◆ **WHAT IS NEEDED**: Pull every line holding the string "crate" from the records below.
__________
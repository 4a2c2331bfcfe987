//! Reactive objects.
//!
//! [`State`] is a keyed bag of signals. Every field is its own [`Signal`],
//! so reading one field never subscribes to another. Adding or removing a
//! field changes the object's shape, which is tracked separately: `keys()`,
//! `has()` and reads of missing fields re-run when a field appears.

use std::any::Any;
use std::fmt::Debug;

use indexmap::IndexMap;
use parking_lot::RwLock;

use super::batch::batch;
use super::runtime::Runtime;
use super::signal::Signal;
use crate::error::ReactiveError;
use crate::graph::NodeId;

/// A type-erased `Signal<T>` plus its node, so removal can notify readers
/// without knowing `T`.
struct Field {
    id: NodeId,
    signal: Box<dyn Any + Send + Sync>,
}

impl Field {
    fn new<T>(value: T) -> Self
    where
        T: Clone + Send + Sync + PartialEq + 'static,
    {
        let signal = Signal::new(value);
        Self {
            id: signal.id(),
            signal: Box::new(signal),
        }
    }

    fn typed<T>(&self, key: &str) -> Result<Signal<T>, ReactiveError>
    where
        T: Clone + Send + Sync + 'static,
    {
        self.signal
            .downcast_ref::<Signal<T>>()
            .cloned()
            .ok_or_else(|| ReactiveError::TypeMismatch {
                key: key.to_owned(),
            })
    }
}

/// A reactive object with typed per-field access.
///
/// ```rust,ignore
/// let user = State::new();
/// user.set("name", "ada".to_string())?;
/// user.set("age", 36u32)?;
///
/// let name: Option<String> = user.get("name")?;
/// assert!(user.get::<u32>("name").is_err()); // wrong type
/// ```
pub struct State {
    fields: RwLock<IndexMap<String, Field>>,
    shape: Signal<u64>,
}

impl State {
    pub fn new() -> Self {
        Self {
            fields: RwLock::new(IndexMap::new()),
            shape: Signal::new(0),
        }
    }

    /// Read a field. Tracked on the field, or on the shape if the field is
    /// missing.
    pub fn get<T>(&self, key: &str) -> Result<Option<T>, ReactiveError>
    where
        T: Clone + Send + Sync + PartialEq + 'static,
    {
        Ok(self.field::<T>(key)?.map(|signal| signal.get()))
    }

    /// Write a field, creating it if needed. Writing a value of another
    /// type than the field holds fails and changes nothing.
    pub fn set<T>(&self, key: &str, value: T) -> Result<(), ReactiveError>
    where
        T: Clone + Send + Sync + PartialEq + 'static,
    {
        let existing = {
            let mut fields = self.fields.write();
            match fields.get(key) {
                Some(field) => Some(field.typed::<T>(key)?),
                None => {
                    fields.insert(key.to_owned(), Field::new(value.clone()));
                    None
                }
            }
        };

        // Locks are released before anything can run
        match existing {
            Some(signal) => signal.set(value),
            None => self.shape.update(|n| n + 1),
        }
        Ok(())
    }

    /// The signal backing a field, for sharing it directly.
    pub fn field<T>(&self, key: &str) -> Result<Option<Signal<T>>, ReactiveError>
    where
        T: Clone + Send + Sync + PartialEq + 'static,
    {
        let found = {
            let fields = self.fields.read();
            fields.get(key).map(|field| field.typed::<T>(key)).transpose()?
        };
        if found.is_none() {
            self.shape.get();
        }
        Ok(found)
    }

    /// Whether the field exists. Tracked on the shape.
    pub fn has(&self, key: &str) -> bool {
        self.shape.get();
        self.fields.read().contains_key(key)
    }

    /// Field names in insertion order. Tracked on the shape.
    pub fn keys(&self) -> Vec<String> {
        self.shape.get();
        self.fields.read().keys().cloned().collect()
    }

    pub fn len(&self) -> usize {
        self.shape.get();
        self.fields.read().len()
    }

    pub fn is_empty(&self) -> bool {
        self.len() == 0
    }

    /// Delete a field. Readers of the field and of the shape re-run once.
    pub fn remove(&self, key: &str) -> bool {
        let removed = self.fields.write().shift_remove(key);
        let Some(field) = removed else {
            return false;
        };
        batch(|| {
            Runtime::notify_changed(field.id);
            self.shape.update(|n| n + 1);
        });
        true
    }
}

impl Default for State {
    fn default() -> Self {
        Self::new()
    }
}

impl Debug for State {
    fn fmt(&self, f: &mut std::fmt::Formatter<'_>) -> std::fmt::Result {
        f.debug_struct("State")
            .field("keys", &self.fields.read().keys().collect::<Vec<_>>())
            .finish()
    }
}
__________
◆ **WRITTEN SOLUTION**:
use crate::error::ReactiveError;
use crate::graph::NodeId;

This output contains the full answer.